◆ What the task requires ◆
Report back every line in the data that includes the string "ErrorResponse".

• • • • • • •

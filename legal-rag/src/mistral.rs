//! Mistral hosted models: `mistral-embed` embeddings and chat completions.

use async_trait::async_trait;
use serde::{Deserialize, Serialize};
use tracing::{debug, error};

use crate::embedding::EmbeddingProvider;
use crate::error::{LegalRagError, Result};
use crate::generation::{ChatMessage, GenerationProvider, GenerationRequest, ResponseFormat};

const PROVIDER: &str = "Mistral";

/// The default Mistral API base URL.
pub const DEFAULT_BASE_URL: &str = "https://api.mistral.ai/v1";

/// The embedding model used for both ingestion and querying.
pub const EMBED_MODEL: &str = "mistral-embed";

/// Dimensionality of `mistral-embed` vectors.
pub const EMBED_DIMENSIONS: usize = 1024;

/// A client for the Mistral REST API.
///
/// Implements both [`EmbeddingProvider`] and [`GenerationProvider`] so one
/// credential serves the whole pipeline. Requests are never retried.
///
/// # Example
///
/// ```rust,ignore
/// use legal_rag::mistral::MistralClient;
///
/// let client = MistralClient::new(api_key)?;
/// let vector = client.embed("qualified immunity").await?;
/// ```
#[derive(Debug, Clone)]
pub struct MistralClient {
    client: reqwest::Client,
    api_key: String,
    base_url: String,
}

impl MistralClient {
    /// Create a client with the given API key.
    pub fn new(api_key: impl Into<String>) -> Result<Self> {
        let api_key = api_key.into();
        if api_key.trim().is_empty() {
            return Err(LegalRagError::Configuration("Mistral API key must not be empty".into()));
        }
        Ok(Self { client: reqwest::Client::new(), api_key, base_url: DEFAULT_BASE_URL.into() })
    }

    /// Point the client at a different API root (proxies, local mocks).
    pub fn with_base_url(mut self, base_url: impl Into<String>) -> Self {
        self.base_url = base_url.into().trim_end_matches('/').to_string();
        self
    }

    /// Reuse an existing HTTP client.
    pub fn with_http_client(mut self, client: reqwest::Client) -> Self {
        self.client = client;
        self
    }

    async fn post<B: Serialize, R: for<'de> Deserialize<'de>>(
        &self,
        path: &str,
        body: &B,
        to_error: fn(String) -> LegalRagError,
    ) -> Result<R> {
        let url = format!("{}{path}", self.base_url);
        let response =
            self.client.post(&url).bearer_auth(&self.api_key).json(body).send().await.map_err(
                |e| {
                    error!(provider = PROVIDER, %url, error = %e, "request failed");
                    to_error(format!("request failed: {e}"))
                },
            )?;

        if !response.status().is_success() {
            let status = response.status();
            let body = response.text().await.unwrap_or_default();
            let detail = serde_json::from_str::<ErrorResponse>(&body)
                .map(ErrorResponse::into_message)
                .unwrap_or(body);

            error!(provider = PROVIDER, %url, %status, "API error");
            return Err(to_error(format!("API returned {status}: {detail}")));
        }

        response.json().await.map_err(|e| {
            error!(provider = PROVIDER, %url, error = %e, "failed to parse response");
            to_error(format!("failed to parse response: {e}"))
        })
    }
}

// ── Mistral API request/response types ─────────────────────────────

#[derive(Serialize)]
struct EmbeddingRequest<'a> {
    model: &'a str,
    input: &'a [&'a str],
}

#[derive(Deserialize)]
struct EmbeddingResponse {
    data: Vec<EmbeddingData>,
}

#[derive(Deserialize)]
struct EmbeddingData {
    embedding: Vec<f32>,
}

#[derive(Serialize)]
struct ChatRequest<'a> {
    model: &'a str,
    messages: &'a [ChatMessage],
    temperature: f32,
    #[serde(skip_serializing_if = "Option::is_none")]
    max_tokens: Option<u32>,
    #[serde(skip_serializing_if = "Option::is_none")]
    response_format: Option<WireResponseFormat>,
}

#[derive(Serialize)]
struct WireResponseFormat {
    #[serde(rename = "type")]
    kind: &'static str,
}

#[derive(Deserialize)]
struct ChatResponse {
    choices: Vec<ChatChoice>,
}

#[derive(Deserialize)]
struct ChatChoice {
    message: ChatChoiceMessage,
}

#[derive(Deserialize)]
struct ChatChoiceMessage {
    #[serde(default)]
    content: Option<String>,
}

/// Mistral returns either `{"message": ..}` or `{"detail": ..}` on failure.
#[derive(Deserialize)]
struct ErrorResponse {
    #[serde(default)]
    message: Option<String>,
    #[serde(default)]
    detail: Option<serde_json::Value>,
}

impl ErrorResponse {
    fn into_message(self) -> String {
        match (self.message, self.detail) {
            (Some(message), _) => message,
            (None, Some(serde_json::Value::String(detail))) => detail,
            (None, Some(detail)) => detail.to_string(),
            (None, None) => "unknown error".into(),
        }
    }
}

// ── EmbeddingProvider implementation ───────────────────────────────

#[async_trait]
impl EmbeddingProvider for MistralClient {
    async fn embed(&self, text: &str) -> Result<Vec<f32>> {
        debug!(provider = PROVIDER, text_len = text.len(), "embedding single text");

        let results = self.embed_batch(&[text]).await?;
        results
            .into_iter()
            .next()
            .ok_or_else(|| LegalRagError::embedding(PROVIDER, "API returned empty response"))
    }

    async fn embed_batch(&self, texts: &[&str]) -> Result<Vec<Vec<f32>>> {
        if texts.is_empty() {
            return Ok(Vec::new());
        }

        debug!(provider = PROVIDER, batch_size = texts.len(), model = EMBED_MODEL, "embedding batch");

        let request = EmbeddingRequest { model: EMBED_MODEL, input: texts };
        let response: EmbeddingResponse =
            self.post("/embeddings", &request, |m| LegalRagError::embedding(PROVIDER, m)).await?;

        if response.data.len() != texts.len() {
            return Err(LegalRagError::embedding(
                PROVIDER,
                format!("expected {} embeddings, got {}", texts.len(), response.data.len()),
            ));
        }
        Ok(response.data.into_iter().map(|d| d.embedding).collect())
    }

    fn dimensions(&self) -> usize {
        EMBED_DIMENSIONS
    }

    fn model_name(&self) -> &str {
        EMBED_MODEL
    }
}

// ── GenerationProvider implementation ──────────────────────────────

#[async_trait]
impl GenerationProvider for MistralClient {
    async fn generate(&self, request: GenerationRequest) -> Result<String> {
        let model = request.model.model_id();
        debug!(
            provider = PROVIDER,
            model,
            messages = request.messages.len(),
            temperature = request.temperature,
            json = request.response_format.is_some(),
            "chat completion"
        );

        let body = ChatRequest {
            model,
            messages: &request.messages,
            temperature: request.temperature,
            max_tokens: request.max_tokens,
            response_format: request
                .response_format
                .map(|ResponseFormat::Json| WireResponseFormat { kind: "json_object" }),
        };
        let response: ChatResponse =
            self.post("/chat/completions", &body, |m| LegalRagError::generation(PROVIDER, m)).await?;

        response
            .choices
            .into_iter()
            .next()
            .and_then(|choice| choice.message.content)
            .ok_or_else(|| LegalRagError::generation(PROVIDER, "API returned no choices"))
    }

    fn name(&self) -> &str {
        PROVIDER
    }
}

#[cfg(test)]
mod tests {
    use super::*;
    use crate::generation::ModelTier;

    #[test]
    fn empty_key_is_a_configuration_error() {
        assert!(matches!(MistralClient::new("  "), Err(LegalRagError::Configuration(_))));
    }

    #[test]
    fn base_url_drops_trailing_slash() {
        let client = MistralClient::new("key").unwrap().with_base_url("http://localhost:8080/v1/");
        assert_eq!(client.base_url, "http://localhost:8080/v1");
    }

    #[test]
    fn chat_request_serializes_json_mode() {
        let messages = vec![ChatMessage::system("rules"), ChatMessage::user("question")];
        let body = ChatRequest {
            model: ModelTier::Large.model_id(),
            messages: &messages,
            temperature: 0.1,
            max_tokens: None,
            response_format: Some(WireResponseFormat { kind: "json_object" }),
        };
        let value = serde_json::to_value(&body).unwrap();
        assert_eq!(value["model"], "mistral-large-latest");
        assert_eq!(value["messages"][0]["role"], "system");
        assert_eq!(value["response_format"]["type"], "json_object");
        assert!(value.get("max_tokens").is_none());
    }

    #[test]
    fn error_detail_prefers_message() {
        let parsed: ErrorResponse =
            serde_json::from_str(r#"{"message": "Unauthorized", "detail": "x"}"#).unwrap();
        assert_eq!(parsed.into_message(), "Unauthorized");
        let parsed: ErrorResponse = serde_json::from_str(r#"{"detail": [{"msg": "bad"}]}"#).unwrap();
        assert!(parsed.into_message().contains("bad"));
    }
}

• • • • • • •

◆ Reply to the exercise ◆
            let detail = serde_json::from_str::<ErrorResponse>(&body)
                .map(ErrorResponse::into_message)
struct ErrorResponse {
impl ErrorResponse {
        let parsed: ErrorResponse =
        let parsed: ErrorResponse = serde_json::from_str(r#"{"detail": [{"msg": "bad"}]}"#).unwrap();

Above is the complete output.